During World War I, the USA became the leading nation in film production and Danish exports decreased. In the years following the war, Dreyer made an appearance as director at Nordisk Film with the drama Præsidenten (The President, 1919), followed by the ambitious Blade af Satans Bog (Leaves from Satan's Book, 1921), inspired by the American director D. W. Griffith's Intolerance (1916) in both technique and theme. However, Dreyer, as well as Benjamin Christensen, were not permanently connected to the influential Danish film industries and remained loners. As a whole, Danish film in the 1920s was on the decline in spite of the filmmakers' better technical skills. Of most interest at this time were perhaps the so-called Dickens movies directed by the very able A. W. Sandberg. At one point Denmark again enjoyed some international reputation, by the many farces of the vagabond duo Fyrtaarnet og Bivognen (often known by their French names Doublepatte and Patachon), who were Scandinavian predecessors of Laurel and Hardy. They were introduced by Palladium, the rival of Nordisk Film. Despite these resurgences, at the end of the decade the Danish film industry was on its heels.

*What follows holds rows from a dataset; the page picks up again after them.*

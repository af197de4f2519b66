//! Rich diagnostic error types for the mastery-graph engine.
//!
//! The read side of the engine (accessors, mastery collection, readiness,
//! layering, queries) never fails: malformed input degrades to "absent".
//! Errors only surface at the edges: parsing a document blob, loading
//! configuration, and strict cycle rejection when the caller opts in.

use miette::Diagnostic;
use thiserror::Error;

/// Top-level error type for the mastery-graph engine.
#[derive(Debug, Error, Diagnostic)]
pub enum MasteryError {
    #[error(transparent)]
    #[diagnostic(transparent)]
    Document(#[from] DocumentError),

    #[error(transparent)]
    #[diagnostic(transparent)]
    Config(#[from] ConfigError),

    #[error(transparent)]
    #[diagnostic(transparent)]
    Layout(#[from] LayoutError),
}

// ---------------------------------------------------------------------------
// Document errors
// ---------------------------------------------------------------------------

#[derive(Debug, Error, Diagnostic)]
pub enum DocumentError {
    #[error("document is not valid JSON: {message}")]
    #[diagnostic(
        code(mastery::document::parse),
        help(
            "The knowledge graph blob could not be parsed as JSON. \
             Check that the stored `kg_data` field holds a JSON-LD array or object."
        )
    )]
    Parse { message: String },

    #[error("unsupported document shape: expected a node list, found {found}")]
    #[diagnostic(
        code(mastery::document::shape),
        help(
            "A document must be null, an array of node objects, a JSON object \
             (`@graph`, `kg_data` envelope, or single node), or a string holding one of these."
        )
    )]
    UnsupportedShape { found: String },
}

// ---------------------------------------------------------------------------
// Configuration errors
// ---------------------------------------------------------------------------

#[derive(Debug, Error, Diagnostic)]
pub enum ConfigError {
    #[error("failed to read engine config: {path}")]
    #[diagnostic(
        code(mastery::config::read),
        help("Ensure the config file exists and is readable.")
    )]
    Read {
        path: String,
        #[source]
        source: std::io::Error,
    },

    #[error("failed to parse engine config: {path}: {message}")]
    #[diagnostic(
        code(mastery::config::parse),
        help("Check the TOML syntax and field names in the config file.")
    )]
    Parse { path: String, message: String },

    #[error("failed to serialize engine config for {path}: {message}")]
    #[diagnostic(
        code(mastery::config::serialize),
        help("The configuration could not be rendered as TOML.")
    )]
    Serialize { path: String, message: String },

    #[error("failed to write engine config: {path}")]
    #[diagnostic(
        code(mastery::config::write),
        help("Ensure you have write permissions to the target directory.")
    )]
    Write {
        path: String,
        #[source]
        source: std::io::Error,
    },

    #[error("invalid configuration: {message}")]
    #[diagnostic(
        code(mastery::config::invalid),
        help("Check the EngineConfig fields. {message}")
    )]
    Invalid { message: String },
}

// ---------------------------------------------------------------------------
// Layout errors
// ---------------------------------------------------------------------------

#[derive(Debug, Error, Diagnostic)]
pub enum LayoutError {
    #[error("prerequisite cycle detected among: {}", .members.join(", "))]
    #[diagnostic(
        code(mastery::layout::cycle),
        help(
            "These concepts depend on each other, directly or transitively. \
             Remove one of the prerequisite links, or disable `reject_cycles` \
             to fall back to best-effort layering."
        )
    )]
    CyclicPrerequisite { members: Vec<String> },
}

/// Convenience alias for functions returning mastery-graph results.
pub type MasteryResult<T> = std::result::Result<T, MasteryError>;
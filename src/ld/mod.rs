//! Linked-data layer: document model and node accessors.
//!
//! - [`Document`] / [`Node`]: loosely-typed JSON-LD records, read wholesale
//! - [`accessor`]: local ids, labels, types and prerequisite links
//! - [`Predicate`]: alias tables for predicate spelling variance

pub mod accessor;
pub mod document;
pub mod predicate;

pub use accessor::{NodeKind, label, local_id, node_type, node_types, prerequisite_ids};
pub use document::{Document, ENVELOPE_KEY, Node};
pub use predicate::Predicate;
//! Prerequisite graph: layering, layout output and analytics.
//!
//! - **Index** ([`index::LayoutIndex`]): Concept/Goal metadata keyed by local id
//! - **Layering** ([`layering`]): longest-path layers, goal clamping, positions
//! - **Analytics** ([`analytics`]): cycle detection via Tarjan SCC
//!
//! The output types here are plain data handed to an external renderer.

pub mod analytics;
pub mod index;
pub mod layering;

use serde::{Deserialize, Serialize};

use crate::ld::NodeKind;
use crate::readiness::ReadinessState;

pub use analytics::prerequisite_cycles;
pub use layering::{LayoutConfig, layer, layer_for};

/// A laid-out Concept or Goal node.
#[derive(Debug, Clone, PartialEq, Serialize, Deserialize)]
#[serde(rename_all = "camelCase")]
pub struct PositionedNode {
    /// Local identifier.
    pub id: String,
    /// Full `@id` from the source document.
    pub uri: String,
    /// Display label.
    pub label: String,
    /// Concept or Goal.
    pub kind: NodeKind,
    /// Layout depth.
    pub layer: usize,
    pub x: f64,
    pub y: f64,
    /// Whether the node's local id is in the mastery set.
    pub known: bool,
    /// Readiness of a Concept; `None` for Goals.
    #[serde(default, skip_serializing_if = "Option::is_none")]
    pub status: Option<ReadinessState>,
}

/// A directed prerequisite → dependent edge.
#[derive(Debug, Clone, PartialEq, Eq, Hash, Serialize, Deserialize)]
pub struct Edge {
    /// Stable edge identifier derived from its endpoints.
    pub id: String,
    /// Prerequisite local id.
    pub source: String,
    /// Dependent local id.
    pub target: String,
}

impl Edge {
    pub fn new(source: &str, target: &str) -> Self {
        Self {
            id: format!("{source}->{target}"),
            source: source.to_string(),
            target: target.to_string(),
        }
    }
}

/// Result of a layering pass.
#[derive(Debug, Clone, Default, PartialEq, Serialize, Deserialize)]
pub struct Layout {
    /// Concept and Goal nodes in document order.
    pub nodes: Vec<PositionedNode>,
    /// Deduplicated prerequisite edges.
    pub edges: Vec<Edge>,
    /// Prerequisite cycles found while laying out (sorted local ids).
    #[serde(default, skip_serializing_if = "Vec::is_empty")]
    pub cycles: Vec<Vec<String>>,
}

impl Layout {
    /// Layer of the node with local id `id`.
    pub fn layer_of(&self, id: &str) -> Option<usize> {
        self.nodes.iter().find(|n| n.id == id).map(|n| n.layer)
    }

    /// Highest layer in use, `None` for an empty layout.
    pub fn depth(&self) -> Option<usize> {
        self.nodes.iter().map(|n| n.layer).max()
    }
}
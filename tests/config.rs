//! Config persistence tests: engine configs survive a save/load cycle on disk
//! and bad files surface as diagnostics rather than panics.

use mastery_graph::config::EngineConfig;
use mastery_graph::engine::Engine;
use mastery_graph::error::{ConfigError, MasteryError};
use mastery_graph::mastery::MasteryScope;

#[test]
fn save_then_load_round_trips() {
    let dir = tempfile::TempDir::new().unwrap();
    let path = dir.path().join("nested").join("engine.toml");

    let mut config = EngineConfig {
        reject_cycles: true,
        scope: MasteryScope::Learner("42".into()),
        ..Default::default()
    };
    config.layout.row_spacing = 90.0;
    config.uris.concept_base = "https://courses.example.net/kg#".into();

    config.save(&path).unwrap();
    let loaded = EngineConfig::load(&path).unwrap();
    assert_eq!(loaded, config);
}

#[test]
fn default_config_round_trips() {
    let dir = tempfile::TempDir::new().unwrap();
    let path = dir.path().join("engine.toml");
    EngineConfig::default().save(&path).unwrap();
    assert_eq!(EngineConfig::load(&path).unwrap(), EngineConfig::default());
}

#[test]
fn missing_file_is_read_error() {
    let dir = tempfile::TempDir::new().unwrap();
    let err = EngineConfig::load(&dir.path().join("absent.toml")).unwrap_err();
    assert!(matches!(err, ConfigError::Read { .. }));
}

#[test]
fn malformed_toml_is_parse_error() {
    let dir = tempfile::TempDir::new().unwrap();
    let path = dir.path().join("engine.toml");
    std::fs::write(&path, "reject_cycles = = true").unwrap();
    assert!(matches!(
        EngineConfig::load(&path).unwrap_err(),
        ConfigError::Parse { .. }
    ));
}

#[test]
fn invalid_values_are_rejected_on_load() {
    let dir = tempfile::TempDir::new().unwrap();
    let path = dir.path().join("engine.toml");
    std::fs::write(&path, "[layout]\nlayer_spacing = 0.0\n").unwrap();
    assert!(matches!(
        Engine::from_config_file(&path).unwrap_err(),
        MasteryError::Config(ConfigError::Invalid { .. })
    ));
}

#[test]
fn invalid_config_is_not_saved() {
    let dir = tempfile::TempDir::new().unwrap();
    let path = dir.path().join("engine.toml");
    let mut config = EngineConfig::default();
    config.layout.row_spacing = -5.0;
    assert!(matches!(
        config.save(&path).unwrap_err(),
        ConfigError::Invalid { .. }
    ));
    assert!(!path.exists());
}
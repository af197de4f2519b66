//! Graph analytics over the prerequisite graph.
//!
//! Cycle detection uses Tarjan's strongly connected components; any component
//! with more than one member, or a node listing itself as a prerequisite, is
//! a cycle.

use petgraph::algo::tarjan_scc;
use petgraph::graph::{DiGraph, NodeIndex};

use crate::ld::Document;

use super::index::LayoutIndex;

/// Prerequisite cycles among the Concept and Goal nodes of `document`.
///
/// Each cycle lists its members' local ids sorted; cycles are sorted too.
pub fn prerequisite_cycles(document: &Document) -> Vec<Vec<String>> {
    cycles_in(&LayoutIndex::build(document))
}

/// Build a petgraph view of the index with edges prerequisite → dependent.
pub fn prerequisite_graph(index: &LayoutIndex) -> DiGraph<usize, ()> {
    let mut graph = DiGraph::with_capacity(index.len(), index.len());
    let nodes: Vec<NodeIndex> = (0..index.len()).map(|i| graph.add_node(i)).collect();
    for (i, meta) in index.entries().iter().enumerate() {
        for prereq in &meta.prerequisites {
            if let Some(p) = index.position(prereq) {
                graph.update_edge(nodes[p], nodes[i], ());
            }
        }
    }
    graph
}

pub(crate) fn cycles_in(index: &LayoutIndex) -> Vec<Vec<String>> {
    let graph = prerequisite_graph(index);
    let mut cycles: Vec<Vec<String>> = tarjan_scc(&graph)
        .into_iter()
        .filter(|component| {
            component.len() > 1
                || component
                    .first()
                    .is_some_and(|&n| graph.find_edge(n, n).is_some())
        })
        .map(|component| {
            let mut members: Vec<String> = component
                .iter()
                .map(|&n| index.entries()[graph[n]].local_id.clone())
                .collect();
            members.sort();
            members
        })
        .collect();
    cycles.sort();
    cycles
}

In 1929, Nordisk Film Kompagni was established as a sound film company. The Pastor of Vejlby (1931) reinforced the Nordisk's dominance in the Danish market. The 1930s were dominated by many successes with light comedies. The so-called "folkekomedie" (folk comedy) genre was born, with Barken Margrethe (1934) an important early example. The Depression and the economic conditions of the film companies prevented more serious film business, and the victory of the sound movie automatically set greater limits on the international possibilities of Danish film. Many popular stars like Marguerite Viby, Ib Schønberg and Peter Malberg had breakthroughs but in spite of many economic successes no further development of the media was seen.

Between 1940 and 1945, the German occupation of Denmark during World War II pushed the film industry toward more serious subject matter. The darker tone during these years paralleled the rise of film noir in Hollywood. Bodil Ipsen made her directorial mark with 1942's Afsporet, the first Danish film noir, and continued with the psychological thriller Melody of Murder (1944). The standard of the comedy was also lifted, especially by the witty, elegant movies of Johan Jacobsen, a Danish pupil of Ernst Lubitsch. After the war ended, there was a movement toward realism and social criticism, particularly noted in films directed by Ole Palsbo. Soon, however, Denmark's film industry returned to making the light sentimental comedies and uncomplicated regionalist movies that were popular with Danish filmgoers.

=== 1950s to 1970s ===

A large stream of family comedies ("Lystspil") and class-conscious folk comedies ("folkekomedier") were produced from the 1950s to late 1970s/early 1980s. Here a lot of Danish stars were born, such as Dirch Passer, Ove Sprogøe and director Erik Balling. Important films of this period include De røde heste (1950), Far til fire (1953), Kispus (1956, first Danish film in colour), Støv på hjernen (1961), Sommer i Tyrol (1964), Passer passer piger (1965), SS Martha (1967), the Olsen-banden-series (1968–1981) and Erik Balling's classic TV-sitcom Huset på Christianshavn (1970–1977).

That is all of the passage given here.